WHAT THIS TASK INVOLVES
The expected output is the first line of the data below and every line after it, up to and including the line containing "configured base origin.", each reproduced exactly.

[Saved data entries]
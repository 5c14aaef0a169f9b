//! Blocking HTTP client for the comparison service.

use reqwest::blocking::{Client, multipart};

use crate::error::CompareError;
use crate::form::ComparisonRequest;
use crate::protocol::{self, ComparisonResult};

/// Default origin the comparison service listens on.
pub const DEFAULT_SERVICE_URL: &str = "http://127.0.0.1:8000";

/// Issues one comparison request at a time against a configured base origin.
/// No retry and no client-side timeout; the transport's own limits apply.
#[derive(Debug, Clone)]
pub struct CompareClient {
    base_url: String,
    http: Client,
}

impl CompareClient {
    pub fn new(base_url: impl Into<String>) -> Self {
        Self {
            base_url: base_url.into(),
            http: Client::new(),
        }
    }

    pub fn base_url(&self) -> &str {
        &self.base_url
    }

    /// Serialize both images into a multipart body, POST it, and classify
    /// the outcome. Connection-level failures become [`CompareError::Transport`];
    /// everything read off the wire goes through the response interpreter.
    pub fn compare(&self, request: &ComparisonRequest) -> Result<ComparisonResult, CompareError> {
        let form = multipart::Form::new()
            .part(
                protocol::FIELD_IMAGE_A,
                multipart::Part::bytes(request.file_a.to_vec()).file_name(request.name_a.clone()),
            )
            .part(
                protocol::FIELD_IMAGE_B,
                multipart::Part::bytes(request.file_b.to_vec()).file_name(request.name_b.clone()),
            );
        let url = format!(
            "{}{}",
            self.base_url.trim_end_matches('/'),
            protocol::COMPARE_PATH
        );

        tracing::debug!(%url, a = %request.name_a, b = %request.name_b, "submitting comparison");
        let response = self
            .http
            .post(&url)
            .multipart(form)
            .send()
            .map_err(|err| CompareError::Transport(err.to_string()))?;

        let status = response.status().as_u16();
        let body = response
            .text()
            .map_err(|err| CompareError::Transport(err.to_string()))?;
        tracing::debug!(status, bytes = body.len(), "comparison response received");

        protocol::interpret_response(status, &body)
    }
}

#[cfg(test)]
mod tests {
    use super::*;
    use std::io::{Read, Write};
    use std::net::TcpListener;
    use std::sync::Arc;
    use std::sync::mpsc;
    use std::thread;

    fn request() -> ComparisonRequest {
        ComparisonRequest {
            file_a: Arc::from(b"png bytes a".as_slice()),
            name_a: "a.png".to_string(),
            file_b: Arc::from(b"png bytes b".as_slice()),
            name_b: "b.png".to_string(),
        }
    }

    /// Serve exactly one canned HTTP response and hand back the raw request
    /// the client sent.
    fn serve_once(status_line: &str, body: &str) -> (String, mpsc::Receiver<String>) {
        let listener = TcpListener::bind("127.0.0.1:0").unwrap();
        let addr = listener.local_addr().unwrap();
        let (tx, rx) = mpsc::channel();
        let response = format!(
            "HTTP/1.1 {status_line}\r\nContent-Type: application/json\r\nContent-Length: {}\r\nConnection: close\r\n\r\n{body}",
            body.len()
        );
        thread::spawn(move || {
            if let Ok((mut stream, _)) = listener.accept() {
                let mut raw = Vec::new();
                let mut chunk = [0u8; 4096];
                loop {
                    let n = stream.read(&mut chunk).unwrap_or(0);
                    if n == 0 {
                        break;
                    }
                    raw.extend_from_slice(&chunk[..n]);
                    if let Some(total) = expected_request_len(&raw)
                        && raw.len() >= total
                    {
                        break;
                    }
                }
                let _ = stream.write_all(response.as_bytes());
                let _ = tx.send(String::from_utf8_lossy(&raw).into_owned());
            }
        });
        (format!("http://{addr}"), rx)
    }

    /// Header length plus Content-Length, once the header block is complete.
    fn expected_request_len(raw: &[u8]) -> Option<usize> {
        let text = String::from_utf8_lossy(raw);
        let header_end = text.find("\r\n\r\n")? + 4;
        let content_length = text[..header_end].lines().find_map(|line| {
            let (name, value) = line.split_once(':')?;
            if name.eq_ignore_ascii_case("content-length") {
                value.trim().parse::<usize>().ok()
            } else {
                None
            }
        })?;
        Some(header_end + content_length)
    }

    #[test]
    fn happy_path_round_trip() {
        let body = r#"{"similarity_score":0.8421,"insights":{"llm_explanation":"Both show cats."},"images":{"image_a_uri":"u1","image_b_uri":"u2"}}"#;
        let (url, rx) = serve_once("200 OK", body);

        let client = CompareClient::new(url);
        let result = client.compare(&request()).unwrap();
        assert_eq!(result.score, 0.8421);
        assert_eq!(result.explanation, "Both show cats.");
        assert_eq!((result.image_a_uri.as_str(), result.image_b_uri.as_str()), ("u1", "u2"));

        let sent = rx.recv().unwrap();
        assert!(sent.starts_with("POST /compare/ HTTP/1.1\r\n"));
        assert!(sent.contains("name=\"file1\""));
        assert!(sent.contains("name=\"file2\""));
        assert!(sent.contains("filename=\"a.png\""));
        assert!(sent.contains("png bytes b"));
    }

    #[test]
    fn server_detail_surfaces_as_the_error() {
        let (url, _rx) = serve_once("500 Internal Server Error", r#"{"detail":"model unavailable"}"#);
        let err = CompareClient::new(url).compare(&request()).unwrap_err();
        assert_eq!(err.to_string(), "model unavailable");
    }

    #[test]
    fn non_json_body_is_surfaced_verbatim() {
        let (url, _rx) = serve_once("200 OK", "not json");
        let err = CompareClient::new(url).compare(&request()).unwrap_err();
        assert!(matches!(err, CompareError::MalformedResponse { .. }));
        assert!(err.to_string().contains("not json"));
    }

    #[test]
    fn unreachable_service_is_a_transport_error() {
        // Grab a port that nothing is listening on.
        let listener = TcpListener::bind("127.0.0.1:0").unwrap();
        let url = format!("http://{}", listener.local_addr().unwrap());
        drop(listener);

        let err = CompareClient::new(url).compare(&request()).unwrap_err();
        assert!(matches!(err, CompareError::Transport(_)));
    }

    #[test]
    fn trailing_slash_in_base_url_is_tolerated() {
        let body = r#"{"similarity_score":1.0,"insights":{"llm_explanation":"identical"},"images":{"image_a_uri":"u1","image_b_uri":"u2"}}"#;
        let (url, rx) = serve_once("200 OK", body);

        let client = CompareClient::new(format!("{url}/"));
        client.compare(&request()).unwrap();
        let sent = rx.recv().unwrap();
        assert!(sent.starts_with("POST /compare/ "));
    }
}
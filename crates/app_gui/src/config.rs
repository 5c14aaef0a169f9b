//! Persisted application settings.

use std::fs;
use std::io;
use std::path::{Path, PathBuf};

use anyhow::{Context, Result};
use serde::{Deserialize, Serialize};
use simscope_core::DEFAULT_SERVICE_URL;

#[derive(Debug, Clone, Serialize, Deserialize)]
#[serde(default)]
pub struct AppConfig {
    /// Base origin of the comparison service.
    pub service_url: String,
}

impl Default for AppConfig {
    fn default() -> Self {
        Self {
            service_url: DEFAULT_SERVICE_URL.to_string(),
        }
    }
}

impl AppConfig {
    /// Load the config file, falling back to defaults on a missing or
    /// unreadable file.
    pub fn load() -> Self {
        match config_path() {
            Some(path) => Self::load_from(&path),
            None => Self::default(),
        }
    }

    fn load_from(path: &Path) -> Self {
        match fs::read_to_string(path) {
            Ok(text) => match toml::from_str(&text) {
                Ok(config) => config,
                Err(err) => {
                    tracing::warn!(path = %path.display(), %err, "invalid config file; using defaults");
                    Self::default()
                }
            },
            Err(err) => {
                // A missing file is the normal first run; anything else is
                // worth a trace.
                if err.kind() != io::ErrorKind::NotFound {
                    tracing::warn!(path = %path.display(), %err, "could not read config file; using defaults");
                }
                Self::default()
            }
        }
    }

    pub fn save(&self) -> Result<()> {
        let path = config_path().context("no config directory available")?;
        if let Some(parent) = path.parent() {
            fs::create_dir_all(parent)
                .with_context(|| format!("could not create {}", parent.display()))?;
        }
        let text = toml::to_string_pretty(self)?;
        fs::write(&path, text).with_context(|| format!("could not write {}", path.display()))?;
        Ok(())
    }
}

/// Trim whitespace and trailing slashes from a user-entered endpoint.
/// Returns `None` when nothing usable remains.
pub fn normalize_endpoint(input: &str) -> Option<String> {
    let trimmed = input.trim().trim_end_matches('/');
    if trimmed.is_empty() {
        None
    } else {
        Some(trimmed.to_string())
    }
}

fn config_path() -> Option<PathBuf> {
    let dirs = directories_next::ProjectDirs::from("", "", "SimScope")?;
    Some(dirs.config_dir().join("config.toml"))
}
//! Top-level egui application: owns the comparison form, the settings, and
//! the background submission channel.

mod results;
mod settings;
mod upload;

use std::path::PathBuf;
use std::sync::mpsc;
use std::thread;

use eframe::{App, Frame, egui};
use simscope_core::{
    CompareClient, CompareError, CompareForm, ComparisonResult, ResultView, SelectedImage, SlotId,
    SubmissionStatus, format_score,
};

use crate::config::AppConfig;

pub(crate) const APP_VERSION: &str = env!("SIMSCOPE_VERSION");

#[derive(Debug, Clone, Copy, PartialEq, Eq)]
pub(crate) enum Panel {
    Compare,
    Settings,
}

/// GPU texture built from a slot preview, tagged with the preview generation
/// it came from so a re-selection replaces it (and frees the old one).
pub(crate) struct SlotTexture {
    pub(crate) generation: u64,
    pub(crate) handle: egui::TextureHandle,
}

/// Textures for the two echoed images of the current result. `None` entries
/// mean the reference was not a decodable data URI.
pub(crate) struct ResultTextures {
    pub(crate) image_a: Option<egui::TextureHandle>,
    pub(crate) image_b: Option<egui::TextureHandle>,
}

type Outcome = (u64, Result<ComparisonResult, CompareError>);

pub struct UiApp {
    pub(crate) form: CompareForm,
    pub(crate) config: AppConfig,
    pub(crate) endpoint_input: String,
    pub(crate) panel: Panel,
    pub(crate) status: String,
    pub(crate) slot_textures: [Option<SlotTexture>; 2],
    pub(crate) result_textures: Option<ResultTextures>,
    pub(crate) pending_drop: Option<PathBuf>,
    outcome_tx: mpsc::Sender<Outcome>,
    outcome_rx: mpsc::Receiver<Outcome>,
}

impl UiApp {
    pub fn new() -> Self {
        let config = AppConfig::load();
        let (outcome_tx, outcome_rx) = mpsc::channel();
        Self {
            form: CompareForm::default(),
            endpoint_input: config.service_url.clone(),
            config,
            panel: Panel::Compare,
            status: String::new(),
            slot_textures: [None, None],
            result_textures: None,
            pending_drop: None,
            outcome_tx,
            outcome_rx,
        }
    }

    /// Read a file from disk into a slot, replacing the visible result.
    pub(crate) fn select_file(&mut self, id: SlotId, path: PathBuf) {
        match SelectedImage::load(&path) {
            Ok(image) => {
                self.form.select(id, image);
                self.result_textures = None;
                self.status = format!("{}: {}", id.label(), path.display());
            }
            Err(err) => {
                tracing::warn!(%err, "could not read selected file");
                self.status = err.to_string();
            }
        }
    }

    /// Kick off a submission on a worker thread. The UI thread stays free;
    /// the outcome comes back through the channel with its ticket.
    fn start_comparison(&mut self, ctx: &egui::Context) {
        let pending = match self.form.begin_submission() {
            Ok(pending) => pending,
            Err(err) => {
                self.status = err.to_string();
                return;
            }
        };
        self.result_textures = None;
        self.status = "Comparing images...".to_string();

        let client = CompareClient::new(self.config.service_url.clone());
        let tx = self.outcome_tx.clone();
        let ctx = ctx.clone();
        thread::spawn(move || {
            let outcome = client.compare(&pending.request);
            if tx.send((pending.ticket, outcome)).is_ok() {
                ctx.request_repaint();
            }
        });
    }

    fn drain_outcomes(&mut self) {
        while let Ok((ticket, outcome)) = self.outcome_rx.try_recv() {
            // A stale outcome must not touch what is currently displayed.
            if !self.form.finish_submission(ticket, outcome) {
                continue;
            }
            self.result_textures = None;
            match self.form.view() {
                ResultView::Success(result) => {
                    self.status = format!("Similarity: {}", format_score(result.score));
                }
                ResultView::Failure(message) => {
                    self.status = message.to_string();
                }
                _ => {}
            }
        }
    }
}

impl App for UiApp {
    fn update(&mut self, ctx: &egui::Context, _frame: &mut Frame) {
        self.drain_outcomes();
        self.collect_dropped_file(ctx);

        egui::TopBottomPanel::top("top").show(ctx, |ui| {
            ui.horizontal(|ui| {
                ui.heading("SimScope");
                ui.separator();

                if ui
                    .add_enabled(self.form.can_submit(), egui::Button::new("Compare"))
                    .clicked()
                {
                    self.start_comparison(ctx);
                }
                if self.form.status() == SubmissionStatus::InFlight {
                    ui.spinner();
                }

                ui.with_layout(egui::Layout::right_to_left(egui::Align::Center), |ui| {
                    let open = self.panel == Panel::Settings;
                    if ui.selectable_label(open, "Settings").clicked() {
                        self.panel = if open { Panel::Compare } else { Panel::Settings };
                    }
                });
            });
            if !self.status.is_empty() {
                ui.label(&self.status);
            }
        });

        egui::CentralPanel::default().show(ctx, |ui| match self.panel {
            Panel::Settings => self.render_settings_panel(ui),
            Panel::Compare => {
                self.render_upload_zones(ui, ctx);
                ui.add_space(12.0);
                self.render_results(ui, ctx);
            }
        });
    }
}

pub(crate) fn slot_index(id: SlotId) -> usize {
    match id {
        SlotId::A => 0,
        SlotId::B => 1,
    }
}
//! Settings panel rendering for the service endpoint and version info.

use eframe::egui;

use super::UiApp;
use crate::config::normalize_endpoint;

impl UiApp {
    /// Renders the settings screen: comparison service address and versions.
    pub(super) fn render_settings_panel(&mut self, ui: &mut egui::Ui) {
        ui.heading("Settings");
        ui.add_space(8.0);

        ui.horizontal(|ui| {
            ui.label("Comparison service");
            ui.text_edit_singleline(&mut self.endpoint_input);
            if ui.button("Apply").clicked() {
                match normalize_endpoint(&self.endpoint_input) {
                    Some(url) => {
                        self.config.service_url = url;
                        self.endpoint_input = self.config.service_url.clone();
                        match self.config.save() {
                            Ok(()) => {
                                self.status =
                                    format!("Service address saved: {}", self.config.service_url);
                            }
                            Err(err) => {
                                tracing::warn!(%err, "could not save settings");
                                self.status = format!("Could not save settings: {err}");
                            }
                        }
                    }
                    None => {
                        self.status = "Service address cannot be empty.".to_string();
                    }
                }
            }
        });
        ui.label("Images are POSTed to /compare/ on this origin.");

        ui.add_space(16.0);
        ui.separator();
        ui.add_space(6.0);
        ui.heading("Versions");
        ui.label(format!("App version: {}", super::APP_VERSION));
    }
}
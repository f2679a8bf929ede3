use std::collections::HashSet;

use serde::{Deserialize, Serialize};

use crate::{
    catalog::{Catalog, ReservationType},
    error::ServiceError,
};

pub const MAX_WISHES: usize = 5;

/// One ranked choice in a lottery application.
#[derive(Debug, Clone, PartialEq, Eq, Serialize, Deserialize)]
pub struct Wish {
    pub event_id: i32,
    pub event_time: String,
}

/// Checks a wish list against the catalog. Order is preserved; it is the rank.
pub fn validate_wishes(catalog: &Catalog, wishes: &[Wish]) -> Result<(), ServiceError> {
    if wishes.is_empty() {
        return Err(ServiceError::validation("希望を1つ以上選択してください"));
    }
    if wishes.len() > MAX_WISHES {
        return Err(ServiceError::validation(format!(
            "希望は{MAX_WISHES}つまでしか選択できません"
        )));
    }

    let mut seen = HashSet::new();
    for wish in wishes {
        let event = catalog.event(wish.event_id).ok_or(ServiceError::NotFound("企画"))?;
        if event.reservation_type != ReservationType::Lottery {
            return Err(ServiceError::validation(format!(
                "{}は先着順の企画です。抽選には応募できません",
                event.name
            )));
        }
        if !event.offers(&wish.event_time) {
            return Err(ServiceError::validation(format!(
                "{}に{}の回はありません",
                event.name, wish.event_time
            )));
        }
        if !seen.insert((wish.event_id, wish.event_time.as_str())) {
            return Err(ServiceError::validation("同じ回を複数回選択することはできません"));
        }
    }

    Ok(())
}
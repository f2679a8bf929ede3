use chrono::NaiveDateTime;
use diesel::prelude::*;
use serde::{Deserialize, Serialize};
use uuid::Uuid;

use crate::lottery::Wish;
use crate::schema::{event_slots, lottery_applications, now_showing, reservations};

#[derive(Debug, Clone, Queryable, Selectable, Insertable, Serialize)]
#[diesel(table_name = event_slots)]
pub struct EventSlot {
    pub event_id: i32,
    pub event_time: String,
    pub capacity: i32,
}

#[derive(Debug, Clone, Queryable, Selectable, Serialize, Deserialize)]
#[diesel(table_name = reservations)]
pub struct Reservation {
    pub id: Uuid,
    pub event_id: i32,
    pub event_time: String,
    pub user_id: Uuid,
    pub user_name: String,
    pub created_at: NaiveDateTime,
    pub updated_at: NaiveDateTime,
}

#[derive(Debug, Clone, Insertable)]
#[diesel(table_name = reservations)]
pub struct NewReservation<'a> {
    pub id: Uuid,
    pub event_id: i32,
    pub event_time: &'a str,
    pub user_id: Uuid,
    pub user_name: &'a str,
}

#[derive(Debug, Clone, Queryable, Selectable, Serialize)]
#[diesel(table_name = lottery_applications)]
pub struct LotteryApplication {
    pub user_id: Uuid,
    pub user_name: String,
    pub event_data: serde_json::Value,
    pub created_at: NaiveDateTime,
    pub updated_at: NaiveDateTime,
}

impl LotteryApplication {
    pub fn wishes(&self) -> Result<Vec<Wish>, serde_json::Error> {
        serde_json::from_value(self.event_data.clone())
    }
}

#[derive(Debug, Clone, Insertable)]
#[diesel(table_name = lottery_applications)]
pub struct NewLotteryApplication<'a> {
    pub user_id: Uuid,
    pub user_name: &'a str,
    pub event_data: serde_json::Value,
}

#[derive(Debug, Clone, Queryable, Selectable, Serialize)]
#[diesel(table_name = now_showing)]
pub struct NowShowing {
    pub event_id: i32,
    pub is_showing: bool,
    pub updated_at: NaiveDateTime,
}

// Request/Response models for API
#[derive(Debug, Clone, Deserialize)]
pub struct ReserveRequest {
    pub event_id: i32,
    pub event_time: String,
    pub user_name: String,
}

#[derive(Debug, Clone, Deserialize)]
pub struct ChangeReservationRequest {
    pub event_id: i32,
    pub event_time: String,
}

#[derive(Debug, Serialize)]
pub struct ReservationResponse {
    pub message: String,
    pub reservation: Reservation,
}

#[derive(Debug, Clone, Deserialize)]
pub struct LotteryRequest {
    pub user_name: String,
    pub wishes: Vec<Wish>,
}

#[derive(Debug, Serialize)]
pub struct LotteryResponse {
    pub user_id: Uuid,
    pub user_name: String,
    pub wishes: Vec<Wish>,
    pub updated_at: NaiveDateTime,
}

impl TryFrom<LotteryApplication> for LotteryResponse {
    type Error = serde_json::Error;

    fn try_from(app: LotteryApplication) -> Result<Self, Self::Error> {
        Ok(Self {
            wishes: app.wishes()?,
            user_id: app.user_id,
            user_name: app.user_name,
            updated_at: app.updated_at,
        })
    }
}

#[derive(Debug, Deserialize)]
pub struct AdminLoginRequest {
    pub password: String,
}

#[derive(Debug, Serialize)]
pub struct AdminLoginResponse {
    pub token: Uuid,
    pub expires_in: u64,
}

#[derive(Debug, Deserialize)]
pub struct ReservationQuery {
    pub event_id: Option<i32>,
}

#[derive(Debug, Deserialize)]
pub struct NowShowingRequest {
    pub is_showing: bool,
}

#[derive(Debug, Deserialize)]
pub struct RiddleAnswerRequest {
    pub answer: String,
}

#[derive(Debug, Serialize)]
pub struct RiddleAnswerResponse {
    pub correct: bool,
}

EXERCISE OUTPUT
repository 5c14aaef0a169f9b
//! Blocking HTTP client for the comparison service.

use reqwest::blocking::{Client, multipart};

use crate::error::CompareError;
use crate::form::ComparisonRequest;
use crate::protocol::{self, ComparisonResult};

/// Default origin the comparison service listens on.
pub const DEFAULT_SERVICE_URL: &str = "http://127.0.0.1:8000";

/// Issues one comparison request at a time against a configured base origin.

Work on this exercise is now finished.